ZUSMAN: It's not a science experiment. It doesn't need to be quite that precise. Oh, I'd say this dough is just the way it should be.
ZWERDLING: And he covers the dough. You have to wait patiently a couple hours to let it rise. So, learning how to bake was the first event that changed Zusman's life for the better. He'd spend weekends experimenting with different kinds of breads. And he wouldn't just make a couple loaves. He'd make a dozen and give them away to friends. Then came the second change. About seven years ago, state officials in Oregon made him a trial court judge. And Zusman says he loves it.
ZUSMAN: It fits with who I want to be and who I think I am.
ZWERDLING: He loves not being the guy who leaps into battle anymore. He's the guy who brings resolution.
ZUSMAN: It's an opportunity to exercise compassion, patience, things that in my regular life I may not be fabulous at but I get to practice every single day.
ZWERDLING: And Zusman says one of the most common ways he gets to practice is when people protest their parking tickets. Now, listen to this. He says if you protest politely, he'll often slash the fine.
ZUSMAN: When people feel they've been unjustly given a parking ticket, the emotions run higher than just about any court I've ever presided over. When I see a couple of minutes over, yes, it's a technical violation but it seems really unforgiving for the officers to follow the letter of the law.
Next step, we're going to roast a couple of onions.

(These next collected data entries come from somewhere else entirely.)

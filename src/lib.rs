//! allsky-capture library crate.
//!
//! Adaptive capture loop for an all-sky camera: picks day, night or
//! dark-frame settings from the sun's position, steers exposure from the
//! measured image brightness and keeps capturing through failures.

pub mod analysis;
pub mod camera;
pub mod cli;
pub mod clock;
pub mod config;
pub mod effects;
pub mod exposure;
pub mod profile;
pub mod scheduler;
pub mod signals;
pub mod solar;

ZWERDLING: By the way, Zusman is going to roast them in the oven. No oil splattering on your stove. While I'm watching him cut up the onion, I'm thinking about his life and I tell him, look, I don't want to be too touchy-feely over bialys. But the more you talk about being a judge, the more you sound like you're talking about baking. Be patient, follow the rules, except it's good sometimes to bend them. Be compassionate. Give most of your bread away. Zusman looks at me like I'm nuts.
ZUSMAN: I'm struggling here because I'm just - I just haven't thought deeply about this.
ZWERDLING: You don't like my comparisons?
ZUSMAN: I mean, I'm not conscious of them. If those analogies exist, they're purely subconscious. But they actually make sense, I'll go with that. All right.
ZWERDLING: Finally, the dough was all puffed up and looking proud and yeasty. Zusman punches it down and forms little balls. His fingers coax and pull each one into a disk. Then he tops them with the roasted onions and poppy seeds and, of course, salt.
ZUSMAN: And the almost final step - well, it is the final step. These are going in the oven.
ZWERDLING: And 20 minutes later, the bialys are done - brown and crusty, showered with onions and poppy seeds like confetti. I wish everybody could see this. These are beautiful.
ZUSMAN: If I do say so myself.
ZWERDLING: Judge Michael Zusman, he's also co-author along with Nick Zukin of "The Artisan Jewish Deli at Home." Daniel Zwerdling, NPR News.